Quando iniziò il ballo, i miei amici mi presero da un gruppo di membri della mia corte reale.
“Scusatemi, vostra grazia.” Dissi loro con tutta la grazia che riuscivo a gestire, inchinandomi al capo degli affari di mia madre prima di essere girata da Zoe. Al centro del cortile, i miei amici ed io cominciammo i balli che avevamo fatto insieme tante volte. Ogni solstizio di primavera dal giorno in cui potevo camminare avevo eseguito questi passi e giravolte, ma stasera, stasera era diverso.
Stasera avevo diciotto anni. Stasera mio padre era qui e minacciava l'immagine perfetta che mia madre aveva impostato per me. Mio padre voleva che fossi potente, indipendente e che mi sposassi. Mia madre voleva che fossi silenziosa, modesta e la sua devota suddita.
Facendo contatto visivo con occhi azzurri, quasi inciampai.
“Kore, stai bene?” mi chiese Narcissia, annuii con la testa.
“Sì, certo” le dissi, ci avvicinammo l'una all'altra, poi ci allontanammo girando.
Poi fui passata a Zoe,
“Kore, c'è un uomo che ti sta fissando” mi sussurrò all'orecchio, poi mi fece girare. Erano occhi azzurri.
“Tutti stanno guardando, è una performance” le dissi.
“No, tipo, non ha tolto gli occhi da te per tutta la sera” mi disse. Fui girata di nuovo e passata a Sophie.
“Kore, hai un ammiratore” mi disse Sophie.
“L'uomo misterioso dagli occhi azzurri? Sì, lo so” le dissi.
“Faremo qualche ricerca e scopriremo chi è” mi strizzò l'occhio, e io girai verso la prossima persona.
Dopo tutte le festività del ballo, le ninfe della foresta iniziarono una performance per me, come facevano ogni anno. Le loro voci erano così belle, ero felice che tutti gli olimpici fossero qui per sentirle cantare.
“Kore, dobbiamo parlare” disse qualcuno al mio fianco, era mia madre. Oh no, pensai.
“Uh, in realtà Kore abbiamo bisogno di te adesso! Narcissia ha un'emergenza!” disse Zoe, salvandomi e tirandomi via da mia madre.
"Ragazze" ci rimproverò mia madre.
"Mi dispiace vostra altezza, è questione di vita o di morte!" disse Zoe, tirandomi freneticamente.
"Scusa mamma!" le dissi, correndo via felicemente con Zoe.
“Ecco, ne hai bisogno più di me,” disse Zoe, passandomi una fiaschetta di ambrosia corretta. Mia madre mi aveva completamente vietato di bere.
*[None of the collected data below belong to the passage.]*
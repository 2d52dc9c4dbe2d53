//   Copyright (c) 2024-2026 Anton Kundenko <singaraiona@gmail.com>
//   All rights reserved.
//
//   Permission is hereby granted, free of charge, to any person obtaining a copy
//   of this software and associated documentation files (the "Software"), to deal
//   in the Software without restriction, including without limitation the rights
//   to use, copy, modify, merge, publish, distribute, sublicense, and/or sell
//   copies of the Software, and to permit persons to whom the Software is
//   furnished to do so, subject to the following conditions:
//
//   The above copyright notice and this permission notice shall be included in all
//   copies or substantial portions of the Software.
//
//   THE SOFTWARE IS PROVIDED "AS IS", WITHOUT WARRANTY OF ANY KIND, EXPRESS OR
//   IMPLIED, INCLUDING BUT NOT LIMITED TO THE WARRANTIES OF MERCHANTABILITY,
//   FITNESS FOR A PARTICULAR PURPOSE AND NONINFRINGEMENT. IN NO EVENT SHALL THE
//   AUTHORS OR COPYRIGHT HOLDERS BE LIABLE FOR ANY CLAIM, DAMAGES OR OTHER
//   LIABILITY, WHETHER IN AN ACTION OF CONTRACT, TORT OR OTHERWISE, ARISING FROM,
//   OUT OF OR IN CONNECTION WITH THE SOFTWARE OR THE USE OR OTHER DEALINGS IN THE
//   SOFTWARE.

// Aligned text tables for result sets.
//
//   id | name
//   ---+------
//   1  | Alice
//   2  | Bob
//
// Widths are computed over every row before anything is written, so a column
// is never narrower than its widest cell.

use std::fmt::Write;

use rusqlite::types::Value;

pub const NO_COLUMNS: &str = "(no columns)";
pub const EMPTY: &str = "(empty)";

const CELL_SEP: &str = " | ";
const RULE_SEP: &str = "-+-";

/// Render `headers` and `rows` as a table. Rows shorter than the header are
/// padded with blanks; extra cells are ignored.
pub fn render(headers: &[String], rows: &[Vec<Value>]) -> String {
    if headers.is_empty() {
        return NO_COLUMNS.to_string();
    }
    let ncols = headers.len();

    let head: Vec<String> = headers.iter().map(|h| escape_newlines(h)).collect();
    let cells: Vec<Vec<String>> = rows
        .iter()
        .map(|row| {
            (0..ncols)
                .map(|c| row.get(c).map(cell_text).unwrap_or_default())
                .collect()
        })
        .collect();

    let mut widths: Vec<usize> = head.iter().map(|h| h.chars().count()).collect();
    for row in &cells {
        for (c, cell) in row.iter().enumerate() {
            widths[c] = widths[c].max(cell.chars().count());
        }
    }

    let mut out = String::with_capacity(64 * (cells.len() + 2));
    push_row(&mut out, &head, &widths);
    out.push('\n');
    let rule: Vec<String> = widths.iter().map(|&w| "-".repeat(w)).collect();
    out.push_str(&rule.join(RULE_SEP));
    for row in &cells {
        out.push('\n');
        push_row(&mut out, row, &widths);
    }
    if cells.is_empty() {
        out.push('\n');
        out.push_str(EMPTY);
    }
    out
}

fn push_row(out: &mut String, cells: &[String], widths: &[usize]) {
    for (c, cell) in cells.iter().enumerate() {
        if c > 0 {
            out.push_str(CELL_SEP);
        }
        let _ = write!(out, "{:<width$}", cell, width = widths[c]);
    }
}

/// Display text of one scalar. NULL is the empty string.
pub fn cell_text(value: &Value) -> String {
    let text = match value {
        Value::Null => return String::new(),
        Value::Integer(v) => v.to_string(),
        Value::Real(v) => format_real(*v),
        Value::Text(s) => s.clone(),
        Value::Blob(bytes) => {
            let mut hex = String::with_capacity(bytes.len() * 2 + 3);
            hex.push_str("X'");
            for b in bytes {
                let _ = write!(hex, "{b:02X}");
            }
            hex.push('\'');
            hex
        }
    };
    escape_newlines(&text)
}

fn format_real(v: f64) -> String {
    if v.is_finite() && v.fract() == 0.0 && v.abs() < 1e16 {
        format!("{v:.1}")
    } else {
        format!("{v}")
    }
}

fn escape_newlines(s: &str) -> String {
    if s.contains('\n') {
        s.replace('\n', "\\n")
    } else {
        s.to_string()
    }
}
“Beh, ora sono maggiorenne” dissi a Zoe, versandomi il liquore dorato in gola. Zoe rideva.
“Oh miei dei, grazie mille” le dissi con sollievo. Poiché tutti stavano guardando le ninfe, i corridoi del grande cortile erano quasi completamente vuoti ora.
“Intendo mia madre, dei miei, può essere così controllante!” mi lamentai con Zoe,
“Uh, Kore” disse Zoe,
“Non truccarti, non portare i capelli sciolti, non parlare con gli sconosciuti!” continuai a lamentarmi, bevendo un altro grande sorso di ambrosia corretta.
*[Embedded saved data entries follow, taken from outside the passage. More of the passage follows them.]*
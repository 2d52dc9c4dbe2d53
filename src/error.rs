//   Copyright (c) 2024-2026 Anton Kundenko <singaraiona@gmail.com>
//   All rights reserved.
//
//   Permission is hereby granted, free of charge, to any person obtaining a copy
//   of this software and associated documentation files (the "Software"), to deal
//   in the Software without restriction, including without limitation the rights
//   to use, copy, modify, merge, publish, distribute, sublicense, and/or sell
//   copies of the Software, and to permit persons to whom the Software is
//   furnished to do so, subject to the following conditions:
//
//   The above copyright notice and this permission notice shall be included in all
//   copies or substantial portions of the Software.
//
//   THE SOFTWARE IS PROVIDED "AS IS", WITHOUT WARRANTY OF ANY KIND, EXPRESS OR
//   IMPLIED, INCLUDING BUT NOT LIMITED TO THE WARRANTIES OF MERCHANTABILITY,
//   FITNESS FOR A PARTICULAR PURPOSE AND NONINFRINGEMENT. IN NO EVENT SHALL THE
//   AUTHORS OR COPYRIGHT HOLDERS BE LIABLE FOR ANY CLAIM, DAMAGES OR OTHER
//   LIABILITY, WHETHER IN AN ACTION OF CONTRACT, TORT OR OTHERWISE, ARISING FROM,
//   OUT OF OR IN CONNECTION WITH THE SOFTWARE OR THE USE OR OTHER DEALINGS IN THE
//   SOFTWARE.

/// Errors produced by the session engine.
///
/// Nothing here reaches the process boundary: the session turns every
/// variant into an inline message and keeps reading input.
#[derive(Debug, thiserror::Error)]
pub enum Error {
    /// Engine failure (malformed SQL, constraint violation, missing relation).
    #[error("{0}")]
    Sql(#[from] rusqlite::Error),
    /// File system failure (CSV source, database directory, history file).
    #[error("{0}")]
    Io(#[from] std::io::Error),
    /// Malformed CSV input.
    #[error("{0}")]
    Csv(#[from] csv::Error),
    /// More than one statement in a single submission.
    #[error("You can only execute one statement at a time.")]
    MultipleStatements,
    /// Bad or missing meta-command arguments. The message is shown verbatim.
    #[error("{0}")]
    Usage(String),
}

pub type Result<T> = std::result::Result<T, Error>;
“Kore” disse Zoe più forte, scuotendomi il braccio. Alzai lo sguardo per vedere nientemeno che occhi azzurri... e mio padre, sussultai di nuovo. Oh dei. Ovviamente. Ovviamente mi avevano sentito lamentarmi.
“Girati!” sussurrai a Zoe, proprio mentre stavamo per girarci, occhi azzurri chiamò il mio nome.
“Piccola dea, vieni qui” mi disse. Il suo tono era così oscuro e imperioso.
“I-uh, devo occuparmi di alcune richieste di mia madre. Vorrei tanto poter chiacchierare.” dissi a lui e a mio padre.
"Ti ho appena visto scappare da tua madre." disse Zeus,
"Ah, sì. Beh, è vero." cominciai, occhi azzurri mi interruppe.
“Kore, non essere disobbediente. Vieni ora.” disse Zeus. Dei, era così spaventoso, guardai Zoe con paura.
“Cosa devo fare?” le chiesi piano.
“Non far ripetere tuo padre” avvertì occhi azzurri. In qualche modo la sua voce era ancora più spaventosa e magnetica di quella di mio padre.
“Vai” disse Zoe a me.
“Non voglio morire” le dissi, Zoe mi strizzò l'occhio.
“Buon compleanno Kore, buona fortuna.” disse, baciandomi sulla guancia.